_Exercise instructions_
Each of the entries below should be written out exactly as it reads.

(Stored items)

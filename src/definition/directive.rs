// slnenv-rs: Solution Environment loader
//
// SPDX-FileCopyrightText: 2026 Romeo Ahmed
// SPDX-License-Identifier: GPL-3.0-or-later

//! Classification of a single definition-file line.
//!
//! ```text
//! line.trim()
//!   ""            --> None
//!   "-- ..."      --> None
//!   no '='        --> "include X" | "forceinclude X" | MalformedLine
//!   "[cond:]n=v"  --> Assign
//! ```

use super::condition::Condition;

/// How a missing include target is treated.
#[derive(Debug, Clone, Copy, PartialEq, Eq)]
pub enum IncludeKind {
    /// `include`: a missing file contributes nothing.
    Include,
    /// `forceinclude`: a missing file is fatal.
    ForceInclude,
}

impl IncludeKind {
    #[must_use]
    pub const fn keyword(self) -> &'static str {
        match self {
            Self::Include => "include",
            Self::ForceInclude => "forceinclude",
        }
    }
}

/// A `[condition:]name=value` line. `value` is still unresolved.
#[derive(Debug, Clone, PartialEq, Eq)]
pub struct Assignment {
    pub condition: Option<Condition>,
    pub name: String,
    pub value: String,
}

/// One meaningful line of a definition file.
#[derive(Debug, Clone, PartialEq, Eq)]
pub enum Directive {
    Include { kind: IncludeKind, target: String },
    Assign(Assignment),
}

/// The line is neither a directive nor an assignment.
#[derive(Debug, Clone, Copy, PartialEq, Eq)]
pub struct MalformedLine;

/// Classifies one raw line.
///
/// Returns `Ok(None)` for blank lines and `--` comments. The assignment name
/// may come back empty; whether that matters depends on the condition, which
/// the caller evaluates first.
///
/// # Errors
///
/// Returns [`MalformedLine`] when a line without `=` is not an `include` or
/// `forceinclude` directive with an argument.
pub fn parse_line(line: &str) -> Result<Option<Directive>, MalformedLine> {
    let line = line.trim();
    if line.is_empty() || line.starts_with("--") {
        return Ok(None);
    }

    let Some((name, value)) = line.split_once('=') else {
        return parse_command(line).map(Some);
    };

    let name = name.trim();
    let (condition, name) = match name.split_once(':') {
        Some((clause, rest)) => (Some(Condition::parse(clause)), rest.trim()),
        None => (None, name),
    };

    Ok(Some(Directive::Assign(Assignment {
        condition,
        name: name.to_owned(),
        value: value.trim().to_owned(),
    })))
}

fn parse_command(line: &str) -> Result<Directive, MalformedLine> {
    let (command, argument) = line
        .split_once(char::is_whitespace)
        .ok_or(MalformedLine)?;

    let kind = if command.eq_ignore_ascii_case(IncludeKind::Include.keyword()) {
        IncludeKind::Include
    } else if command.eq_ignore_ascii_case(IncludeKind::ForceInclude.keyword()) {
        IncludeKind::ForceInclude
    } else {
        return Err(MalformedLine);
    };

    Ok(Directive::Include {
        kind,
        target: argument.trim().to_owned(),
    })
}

_Exercise output_
filename src/definition/directive.rs
// slnenv-rs: Solution Environment loader
//
// SPDX-FileCopyrightText: 2026 Romeo Ahmed
// SPDX-License-Identifier: GPL-3.0-or-later

//! Classification of a single definition-file line.
//!
//! ```text
//! line.trim()
//!   ""            --> None
//!   "-- ..."      --> None
//!   no '='        --> "include X" | "forceinclude X" | MalformedLine
//!   "[cond:]n=v"  --> Assign
//! ```

use super::condition::Condition;

/// How a missing include target is treated.
#[derive(Debug, Clone, Copy, PartialEq, Eq)]
pub enum IncludeKind {
    /// `include`: a missing file contributes nothing.
    Include,
    /// `forceinclude`: a missing file is fatal.
    ForceInclude,
}

impl IncludeKind {
    #[must_use]
    pub const fn keyword(self) -> &'static str {
        match self {
            Self::Include => "include",
            Self::ForceInclude => "forceinclude",
        }
    }
}

/// A `[condition:]name=value` line. `value` is still unresolved.
#[derive(Debug, Clone, PartialEq, Eq)]
pub struct Assignment {
    pub condition: Option<Condition>,
    pub name: String,
    pub value: String,
}

/// One meaningful line of a definition file.
#[derive(Debug, Clone, PartialEq, Eq)]
pub enum Directive {
    Include { kind: IncludeKind, target: String },
    Assign(Assignment),
}

/// The line is neither a directive nor an assignment.
#[derive(Debug, Clone, Copy, PartialEq, Eq)]
pub struct MalformedLine;

/// Classifies one raw line.
///
/// Returns `Ok(None)` for blank lines and `--` comments. The assignment name
/// may come back empty; whether that matters depends on the condition, which
/// the caller evaluates first.
///
/// # Errors
///
/// Returns [`MalformedLine`] when a line without `=` is not an `include` or
/// `forceinclude` directive with an argument.
pub fn parse_line(line: &str) -> Result<Option<Directive>, MalformedLine> {
    let line = line.trim();
    if line.is_empty() || line.starts_with("--") {
        return Ok(None);
    }

    let Some((name, value)) = line.split_once('=') else {
        return parse_command(line).map(Some);
    };

    let name = name.trim();
    let (condition, name) = match name.split_once(':') {
        Some((clause, rest)) => (Some(Condition::parse(clause)), rest.trim()),
        None => (None, name),
    };

    Ok(Some(Directive::Assign(Assignment {
        condition,
        name: name.to_owned(),
        value: value.trim().to_owned(),
    })))
}

fn parse_command(line: &str) -> Result<Directive, MalformedLine> {
    let (command, argument) = line
        .split_once(char::is_whitespace)
        .ok_or(MalformedLine)?;

    let kind = if command.eq_ignore_ascii_case(IncludeKind::Include.keyword()) {
        IncludeKind::Include
    } else if command.eq_ignore_ascii_case(IncludeKind::ForceInclude.keyword()) {
        IncludeKind::ForceInclude
    } else {
        return Err(MalformedLine);
    };

    Ok(Directive::Include {
        kind,
        target: argument.trim().to_owned(),
    })
}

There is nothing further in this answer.